Modification of Gene Expression and Increase in α 1 -Antitrypsin ( α 1 -AT) Secretion After Homologous Recombination in α 1 -AT-Deficient Monocytes

Small DNA fragments (SDFs) including normal M and α ₁-antitrypsin deficiency (α ₁-ATD) Z sequences were generated and transfected into peripheral blood monocytes from M subjects and Z α ₁-ATD patients. Untreated M and α ₁-ATD monocytes secreted 32 ± 1.1 and 23 ± 1.4 ng of α ₁-AT per 10⁶ monocytes over 24 hr.

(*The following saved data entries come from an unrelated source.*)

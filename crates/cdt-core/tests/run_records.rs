use cdt_core::{CdtError, RawRunMatrix, RunParameters};

#[test]
fn simulator_record_parses() {
    let json = r#"{"name":"meas_t20_l100_n5000_r0.3_1639847975","is_measurement":true,
        "timespan":20,"length":100,"move_ratio":0.3,"n_save":5000,"pause":4000,
        "move_ratio_eq":0.5,"eq_sweeps":10}"#;
    let params: RunParameters = serde_json::from_str(json).expect("record");
    assert_eq!(params.timespan, 20);
    assert_eq!(params.triangle_count(), 4000);
    assert_eq!(params.move_ratio_eq, Some(0.5));
    params.validate().expect("valid");
}

#[test]
fn minimal_record_uses_defaults() {
    let json = r#"{"name":"run","timespan":30,"length":20,"move_ratio":0.4}"#;
    let params: RunParameters = serde_json::from_str(json).expect("record");
    assert!(!params.is_measurement);
    assert_eq!(params.n_save, 0);
    assert_eq!(params.move_ratio_eq, None);
}

#[test]
fn move_ratio_outside_unit_interval_rejected() {
    let json = r#"{"name":"bad","timespan":30,"length":20,"move_ratio":1.5}"#;
    let params: RunParameters = serde_json::from_str(json).expect("record");
    let err = params.validate().expect_err("invalid ratio");
    assert!(matches!(err, CdtError::Range(_)));
}

#[test]
fn matrix_rejects_empty_and_ragged_input() {
    assert!(matches!(
        RawRunMatrix::from_rows(Vec::new()),
        Err(CdtError::Shape(_))
    ));
    assert!(matches!(
        RawRunMatrix::from_rows(vec![Vec::new()]),
        Err(CdtError::Shape(_))
    ));
    let err = RawRunMatrix::from_rows(vec![vec![1, 2], vec![3]]).expect_err("ragged");
    assert_eq!(err.info().code, "ragged-rows");
}

#[test]
fn discard_drops_leading_rows() {
    let matrix = RawRunMatrix::from_rows(vec![vec![1, 2], vec![3, 4], vec![5, 6]]).unwrap();
    let trimmed = matrix.discard(2).expect("trim");
    assert_eq!(trimmed.n_samples(), 1);
    assert_eq!(trimmed.row(0), &[5, 6]);
    assert!(matches!(matrix.discard(3), Err(CdtError::Range(_))));
    assert_eq!(matrix.rows().len(), 3);
    assert!((matrix.grand_mean() - 3.5).abs() < 1e-12);
}

#[test]
fn deserialized_matrix_is_validated() {
    let empty = r#"{"n_samples": 0, "n_slices": 0, "values": []}"#;
    let err = serde_json::from_str::<RawRunMatrix>(empty).expect_err("empty matrix");
    assert!(err.to_string().contains("empty-matrix"));

    let short = r#"{"n_samples": 5, "n_slices": 2, "values": [1, 2, 3]}"#;
    let err = serde_json::from_str::<RawRunMatrix>(short).expect_err("short buffer");
    assert!(err.to_string().contains("buffer-size"));

    let matrix = RawRunMatrix::from_rows(vec![vec![1, 2], vec![3, 4]]).expect("matrix");
    let json = serde_json::to_string(&matrix).expect("serialize");
    let restored: RawRunMatrix = serde_json::from_str(&json).expect("deserialize");
    assert_eq!(restored, matrix);
}
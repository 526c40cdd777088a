use std::error::Error;
use std::path::{Path, PathBuf};

use cdt_core::errors::{CdtError, ErrorInfo};
use cdt_core::{RawRunMatrix, RunParameters};
use cdt_io::{
    data_path, discover_runs, load_matrix, seal, write_report, AnalysisConfig, RunEntry, RunFilter,
};
use clap::Args;
use rayon::prelude::*;
use serde::{Deserialize, Serialize};
use tracing::{info, warn};

pub mod profile;
pub mod slices;
pub mod tcor;
pub mod teq;

/// Flags shared by every subcommand.
#[derive(Args, Debug, Clone)]
pub struct CommonArgs {
    /// Directory holding `<name>.json` run records and `<name>.csv` data files.
    #[arg(long)]
    pub data: PathBuf,
    /// Path of the JSON report to write.
    #[arg(long)]
    pub out: PathBuf,
    /// Optional YAML analysis configuration.
    #[arg(long)]
    pub config: Option<PathBuf>,
    /// Only analyse runs with this many time-slices.
    #[arg(long)]
    pub timespan: Option<usize>,
    /// Only analyse runs with this slice length.
    #[arg(long)]
    pub length: Option<usize>,
    /// Only analyse runs with at least this many time-slices.
    #[arg(long)]
    pub min_timespan: Option<usize>,
    /// Only analyse runs flagged as measurements.
    #[arg(long)]
    pub measurements_only: bool,
}

impl CommonArgs {
    fn filter(&self) -> RunFilter {
        RunFilter {
            timespan: self.timespan,
            length: self.length,
            min_timespan: self.min_timespan,
            measurement: self.measurements_only.then_some(true),
        }
    }
}

/// Outcome state of one run.
#[derive(Debug, Clone, Copy, PartialEq, Eq, Serialize, Deserialize)]
#[serde(rename_all = "kebab-case")]
pub enum RunState {
    /// Analysis produced a result.
    Complete,
    /// Analysis failed; the error is attached.
    Failed,
}

/// Per-run entry of a report.
#[derive(Debug, Clone, PartialEq, Serialize, Deserialize)]
pub struct RunOutcome<T> {
    pub name: String,
    pub length: usize,
    pub timespan: usize,
    pub state: RunState,
    #[serde(skip_serializing_if = "Option::is_none")]
    pub result: Option<T>,
    #[serde(skip_serializing_if = "Option::is_none")]
    pub error: Option<CdtError>,
}

impl<T> RunOutcome<T> {
    fn from_result(params: &RunParameters, result: Result<T, CdtError>) -> Self {
        let (state, result, error) = match result {
            Ok(value) => (RunState::Complete, Some(value), None),
            Err(err) => {
                warn!(run = %params.name, error = %err, "run analysis failed");
                (RunState::Failed, None, Some(err))
            }
        };
        Self {
            name: params.name.clone(),
            length: params.length,
            timespan: params.timespan,
            state,
            result,
            error,
        }
    }
}

/// Loads the configuration file, or the defaults when none is given.
pub fn load_config(path: Option<&Path>) -> Result<AnalysisConfig, CdtError> {
    match path {
        Some(path) => AnalysisConfig::from_path(path),
        None => Ok(AnalysisConfig::default()),
    }
}

/// Discovers and filters the runs selected by the shared flags.
pub fn select_runs(args: &CommonArgs) -> Result<Vec<RunEntry>, CdtError> {
    let runs = args.filter().apply(discover_runs(&args.data)?);
    info!(dir = %args.data.display(), runs = runs.len(), "selected runs");
    Ok(runs)
}

/// Loads the slice-length matrix of a run, keeping `timespan` columns and
/// dropping the configured burn-in sweeps.
pub fn load_run_matrix(
    dir: &Path,
    params: &RunParameters,
    config: &AnalysisConfig,
) -> Result<RawRunMatrix, CdtError> {
    let matrix = load_matrix(&data_path(dir, params), Some(params.timespan))?;
    if config.discard == 0 {
        return Ok(matrix);
    }
    matrix.discard(config.discard)
}

/// Runs `analyse` over every entry on a pool sized by `config.concurrency`.
///
/// Failures are captured per run; the outcomes keep the input order.
pub fn analyse_runs<T, F>(
    runs: &[RunEntry],
    config: &AnalysisConfig,
    analyse: F,
) -> Result<Vec<RunOutcome<T>>, CdtError>
where
    T: Send,
    F: Fn(&RunParameters) -> Result<T, CdtError> + Sync + Send,
{
    let pool = rayon::ThreadPoolBuilder::new()
        .num_threads(config.concurrency)
        .build()
        .map_err(|err| {
            CdtError::Range(
                ErrorInfo::new("thread-pool", "failed to build worker pool")
                    .with_context("concurrency", config.concurrency)
                    .with_hint(err.to_string()),
            )
        })?;
    let mut ordered: Vec<(usize, RunOutcome<T>)> = pool.install(|| {
        runs.par_iter()
            .enumerate()
            .map(|(index, entry)| {
                let outcome = RunOutcome::from_result(&entry.params, analyse(&entry.params));
                (index, outcome)
            })
            .collect()
    });
    ordered.sort_by_key(|(index, _)| *index);
    Ok(ordered.into_iter().map(|(_, outcome)| outcome).collect())
}

/// Seals and writes a report, printing its hash.
pub fn finish<T: Serialize>(out: &Path, report: T) -> Result<(), Box<dyn Error>> {
    let sealed = seal(report)?;
    write_report(out, &sealed)?;
    println!("{} {}", sealed.report_hash, out.display());
    Ok(())
}
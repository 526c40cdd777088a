use cdt_core::errors::{CdtError, ErrorInfo};
use cdt_core::RawRunMatrix;
use rayon::prelude::*;
use serde::{Deserialize, Serialize};

/// Normalisation convention of the lagged sum.
///
/// `Biased` truncates the sum at the end of the series and divides by the
/// full length `n`; it is the estimator for correlations along Monte Carlo
/// time. `Periodic` wraps the shift around the end of the series and is the
/// estimator for slice-to-slice correlations inside one configuration, whose
/// time direction is compact. Both divide by `n` so that lag 0 equals the
/// population variance.
#[derive(Debug, Clone, Copy, PartialEq, Eq, Serialize, Deserialize, Default)]
#[serde(rename_all = "kebab-case")]
pub enum AutocovMode {
    /// Truncated sum normalised by the full series length.
    #[default]
    Biased,
    /// Cyclic sum, index `(i + t) mod n`.
    Periodic,
}

/// Which lags of `0..max_lag` are evaluated.
#[derive(Debug, Clone, Copy, PartialEq, Eq, Serialize, Deserialize, Default)]
#[serde(rename_all = "kebab-case")]
pub enum LagSampling {
    /// Every integer lag.
    #[default]
    Full,
    /// A fixed number of evenly spaced lags, `floor(j * max_lag / k)` for `j < k`.
    ///
    /// `k` is capped at `max_lag`, so every sampled lag is distinct.
    Resolution(usize),
}

/// Lagged autocovariance of a scalar series.
#[derive(Debug, Clone, PartialEq, Serialize, Deserialize)]
pub struct AutocovarianceProfile {
    /// Convention used to compute the profile.
    pub mode: AutocovMode,
    /// Length of the source series.
    pub series_len: usize,
    /// Evaluated lags, starting with 0.
    pub lags: Vec<usize>,
    /// Autocovariance at each lag in `lags`.
    pub values: Vec<f64>,
}

/// Autocovariance normalised by its lag-0 value.
#[derive(Debug, Clone, PartialEq, Serialize, Deserialize)]
pub struct AutocorrelationProfile {
    /// Evaluated lags, starting with 0.
    pub lags: Vec<usize>,
    /// Autocorrelation at each lag, `values[0] == 1.0`.
    pub values: Vec<f64>,
}

impl AutocovarianceProfile {
    /// Lag-0 entry, the population variance of the source series; 0.0 for an empty profile.
    pub fn variance(&self) -> f64 {
        self.values.first().copied().unwrap_or(0.0)
    }

    /// Divides every entry by the variance.
    pub fn autocorrelation(&self) -> Result<AutocorrelationProfile, CdtError> {
        if self.values.is_empty() || self.values.len() != self.lags.len() {
            return Err(CdtError::Shape(
                ErrorInfo::new("empty-profile", "profile needs one value per lag, starting at lag 0")
                    .with_context("lags", self.lags.len())
                    .with_context("values", self.values.len()),
            ));
        }
        let variance = self.variance();
        if variance == 0.0 || !variance.is_finite() {
            return Err(zero_variance(self.series_len));
        }
        let values = self
            .values
            .iter()
            .enumerate()
            .map(|(idx, value)| if idx == 0 { 1.0 } else { value / variance })
            .collect();
        Ok(AutocorrelationProfile {
            lags: self.lags.clone(),
            values,
        })
    }
}

fn zero_variance(len: usize) -> CdtError {
    CdtError::Shape(
        ErrorInfo::new("zero-variance", "series has zero variance, autocorrelation is undefined")
            .with_context("series_len", len),
    )
}

fn empty_series() -> CdtError {
    CdtError::shape("empty-series", "series must contain at least one sample")
}

pub(crate) fn mean(series: &[f64]) -> f64 {
    series.iter().sum::<f64>() / series.len() as f64
}

fn sample_lags(max_lag: usize, sampling: LagSampling) -> Result<Vec<usize>, CdtError> {
    match sampling {
        LagSampling::Full => Ok((0..max_lag).collect()),
        LagSampling::Resolution(0) => Err(CdtError::range(
            "resolution",
            "lag resolution must sample at least one point",
        )),
        LagSampling::Resolution(count) => {
            // more points than lags would repeat lags; cap at one point per lag
            let count = count.min(max_lag);
            Ok((0..count)
                .map(|j| ((j as f64) * (max_lag as f64 / count as f64)) as usize)
                .collect())
        }
    }
}

fn lagged_sum(series: &[f64], centre: f64, lag: usize, mode: AutocovMode) -> f64 {
    let n = series.len();
    match mode {
        AutocovMode::Biased => {
            if lag >= n {
                return 0.0;
            }
            series[..n - lag]
                .iter()
                .zip(&series[lag..])
                .map(|(a, b)| (a - centre) * (b - centre))
                .sum::<f64>()
                / n as f64
        }
        AutocovMode::Periodic => {
            let shift = lag % n;
            series
                .iter()
                .enumerate()
                .map(|(idx, a)| (a - centre) * (series[(idx + shift) % n] - centre))
                .sum::<f64>()
                / n as f64
        }
    }
}

fn check_max_lag(max_lag: usize, len: usize) -> Result<(), CdtError> {
    if max_lag == 0 || max_lag > len {
        return Err(CdtError::Range(
            ErrorInfo::new("max-lag", "max_lag must satisfy 0 < max_lag <= n")
                .with_context("max_lag", max_lag)
                .with_context("series_len", len),
        ));
    }
    Ok(())
}

/// Computes the autocovariance of `series` at the lags selected by `sampling`.
pub fn autocovariance(
    series: &[f64],
    max_lag: usize,
    mode: AutocovMode,
    sampling: LagSampling,
) -> Result<AutocovarianceProfile, CdtError> {
    if series.is_empty() {
        return Err(empty_series());
    }
    check_max_lag(max_lag, series.len())?;
    let lags = sample_lags(max_lag, sampling)?;
    Ok(profile_about(series, mean(series), lags, mode))
}

fn profile_about(
    series: &[f64],
    centre: f64,
    lags: Vec<usize>,
    mode: AutocovMode,
) -> AutocovarianceProfile {
    let values = lags
        .iter()
        .map(|&lag| lagged_sum(series, centre, lag, mode))
        .collect();
    AutocovarianceProfile {
        mode,
        series_len: series.len(),
        lags,
        values,
    }
}

/// Autocorrelation of `series` at a single lag.
///
/// Lag 0 is 1.0 by definition; in biased mode any lag at or beyond the
/// series length has no overlap and yields 0.0.
pub fn autocorrelation_at(series: &[f64], lag: usize, mode: AutocovMode) -> Result<f64, CdtError> {
    if series.is_empty() {
        return Err(empty_series());
    }
    let centre = mean(series);
    let variance = lagged_sum(series, centre, 0, mode);
    if variance == 0.0 {
        return Err(zero_variance(series.len()));
    }
    if lag == 0 {
        return Ok(1.0);
    }
    Ok(lagged_sum(series, centre, lag, mode) / variance)
}

/// First lag at which the autocorrelation drops below `1/e`.
pub fn first_crossing(profile: &AutocorrelationProfile) -> Result<usize, CdtError> {
    let threshold = (-1.0f64).exp();
    profile
        .lags
        .iter()
        .zip(&profile.values)
        .find(|&(_, &value)| value < threshold)
        .map(|(&lag, _)| lag)
        .ok_or_else(|| {
            CdtError::Range(
                ErrorInfo::new("no-crossing", "autocorrelation never drops below 1/e")
                    .with_context("max_lag", profile.lags.last().copied().unwrap_or(0)),
            )
            .with_hint("increase max_lag or use a longer series")
        })
}

/// Fit-free correlation time over the first `n / 2` lags of `series`.
pub fn correlation_time(series: &[f64]) -> Result<usize, CdtError> {
    let max_lag = (series.len() / 2).max(1);
    let profile = autocovariance(series, max_lag, AutocovMode::Biased, LagSampling::Full)?;
    first_crossing(&profile.autocorrelation()?)
}

/// Periodic autocovariance of every row of `matrix` around its grand mean.
pub fn slice_autocovariance(
    matrix: &RawRunMatrix,
    max_lag: usize,
) -> Result<Vec<AutocovarianceProfile>, CdtError> {
    check_max_lag(max_lag, matrix.n_slices())?;
    let centre = matrix.grand_mean();
    Ok(matrix
        .values()
        .par_chunks_exact(matrix.n_slices())
        .map(|row| {
            let series: Vec<f64> = row.iter().map(|&v| f64::from(v)).collect();
            profile_about(&series, centre, (0..max_lag).collect(), AutocovMode::Periodic)
        })
        .collect())
}

/// Row-averaged periodic autocorrelation of the slice lengths.
pub fn mean_slice_autocorrelation(
    matrix: &RawRunMatrix,
    max_lag: usize,
) -> Result<AutocorrelationProfile, CdtError> {
    let profiles = slice_autocovariance(matrix, max_lag)?;
    let mut sums = vec![0.0; max_lag];
    for (row, profile) in profiles.iter().enumerate() {
        let normalised = profile
            .autocorrelation()
            .map_err(|err| err.with_context("row", row))?;
        for (sum, value) in sums.iter_mut().zip(&normalised.values) {
            *sum += value;
        }
    }
    let rows = profiles.len() as f64;
    Ok(AutocorrelationProfile {
        lags: (0..max_lag).collect(),
        values: sums.into_iter().map(|sum| sum / rows).collect(),
    })
}

#[cfg(test)]
mod tests {
    use super::*;

    #[test]
    fn biased_profile_divides_by_full_length() {
        let series = [1.0, 2.0, 3.0, 4.0];
        let profile = autocovariance(&series, 4, AutocovMode::Biased, LagSampling::Full).unwrap();
        // deviations: -1.5, -0.5, 0.5, 1.5
        assert!((profile.values[0] - 1.25).abs() < 1e-12);
        assert!((profile.values[1] - 0.3125).abs() < 1e-12);
        assert!((profile.values[3] + 0.5625).abs() < 1e-12);
    }

    #[test]
    fn periodic_profile_wraps() {
        let series = [1.0, 2.0, 3.0, 4.0];
        let profile =
            autocovariance(&series, 4, AutocovMode::Periodic, LagSampling::Full).unwrap();
        assert!((profile.values[0] - 1.25).abs() < 1e-12);
        // (-1.5*-0.5 + -0.5*0.5 + 0.5*1.5 + 1.5*-1.5) / 4
        assert!((profile.values[1] + 0.25).abs() < 1e-12);
        assert!((profile.values[1] - profile.values[3]).abs() < 1e-12);
    }

    #[test]
    fn max_lag_bounds() {
        let series = [1.0, 2.0, 3.0];
        for max_lag in [0, 4] {
            let err = autocovariance(&series, max_lag, AutocovMode::Biased, LagSampling::Full)
                .unwrap_err();
            assert!(matches!(err, CdtError::Range(_)));
        }
        assert!(matches!(
            autocovariance(&[], 1, AutocovMode::Biased, LagSampling::Full),
            Err(CdtError::Shape(_))
        ));
    }

    #[test]
    fn resolution_samples_even_lags() {
        let series: Vec<f64> = (0..50).map(|i| (i as f64 * 0.3).sin()).collect();
        let profile =
            autocovariance(&series, 40, AutocovMode::Biased, LagSampling::Resolution(8)).unwrap();
        assert_eq!(profile.lags, vec![0, 5, 10, 15, 20, 25, 30, 35]);
        assert!(matches!(
            autocovariance(&series, 40, AutocovMode::Biased, LagSampling::Resolution(0)),
            Err(CdtError::Range(_))
        ));
    }

    #[test]
    fn single_lag_edges() {
        let series = [3.0, 1.0, 4.0, 1.0, 5.0];
        assert_eq!(autocorrelation_at(&series, 0, AutocovMode::Biased).unwrap(), 1.0);
        assert_eq!(autocorrelation_at(&series, 5, AutocovMode::Biased).unwrap(), 0.0);
        assert_eq!(autocorrelation_at(&series, 9, AutocovMode::Biased).unwrap(), 0.0);
        let wrapped = autocorrelation_at(&series, 6, AutocovMode::Periodic).unwrap();
        let direct = autocorrelation_at(&series, 1, AutocovMode::Periodic).unwrap();
        assert!((wrapped - direct).abs() < 1e-12);
        assert!(matches!(
            autocorrelation_at(&[2.0, 2.0], 1, AutocovMode::Biased),
            Err(CdtError::Shape(_))
        ));
    }

    #[test]
    fn no_crossing_is_reported() {
        let profile = AutocorrelationProfile {
            lags: vec![0, 1, 2],
            values: vec![1.0, 0.9, 0.8],
        };
        let err = first_crossing(&profile).unwrap_err();
        assert_eq!(err.info().code, "no-crossing");
    }

    #[test]
    fn slice_profiles_use_grand_mean() {
        let matrix = RawRunMatrix::from_rows(vec![vec![1, 3, 1, 3], vec![3, 1, 3, 1]]).unwrap();
        let profiles = slice_autocovariance(&matrix, 3).unwrap();
        assert_eq!(profiles.len(), 2);
        assert!((profiles[0].values[0] - 1.0).abs() < 1e-12);
        assert!((profiles[0].values[1] + 1.0).abs() < 1e-12);
        let mean = mean_slice_autocorrelation(&matrix, 3).unwrap();
        assert_eq!(mean.values[0], 1.0);
        assert!((mean.values[1] + 1.0).abs() < 1e-12);
        assert!((mean.values[2] - 1.0).abs() < 1e-12);
    }

    #[test]
    fn empty_profile_is_a_shape_error() {
        let profile = AutocovarianceProfile {
            mode: AutocovMode::Biased,
            series_len: 0,
            lags: vec![],
            values: vec![],
        };
        assert_eq!(profile.variance(), 0.0);
        let err = profile.autocorrelation().unwrap_err();
        assert!(matches!(err, CdtError::Shape(_)));
        assert_eq!(err.info().code, "empty-profile");
    }

    #[test]
    fn oversampled_resolution_keeps_lags_distinct() {
        let series: Vec<f64> = (0..20).map(|i| (i as f64 * 0.7).cos()).collect();
        let profile =
            autocovariance(&series, 4, AutocovMode::Biased, LagSampling::Resolution(10)).unwrap();
        assert_eq!(profile.lags, vec![0, 1, 2, 3]);
    }
}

After tumor necrosis factor (TNF)-α stimulation, the α ₁-AT secretion from M monocytes increased significantly to 50 ± 2.1 ng/10⁶ over 24 hr (p = 0.0004), whereas there was no change in secreted α ₁-AT from TNF-α-stimulated α ₁-ATD monocytes. However, after Z SDF transfection, M monocytes failed to increase α ₁-AT secretion in response to TNF-α stimulation. Transfecting α ₁-ATD monocytes with the M SDF resulted in a significant increase in α ₁-AT secretion (p = 0.03) after TNF-α stimulation to 55 ± 2.7 ng/10⁶ cells. Monocytes from a further 13 α ₁-ATD patients constitutively produced α ₁-AT after the first 24 hr. Transfection with either transfection reagent alone or with Z SDF slightly increased α ₁-AT secretion over the subsequent 24 hr. However, M SDF transfection significantly increased α ₁-AT secretion further, compared with untreated or sham transfection. Untreated, transfection reagent-treated, and Z SDF-transfected α ₁-ATD monocytes generated polymerase chain reaction products from Z primers. M SDF-treated α ₁-ATD monocytes generated bands with M primers, indicating the generation of a corrected transcript. In conclusion, the defective gene can be corrected in α ₁-ATD monocytes with SDFs, and treatment is associated with an increase in α ₁-AT secretion. The development of this methodology to repair the gene defect in hepatocytes should have beneficial effects on secretion, thereby protecting both the lung and liver.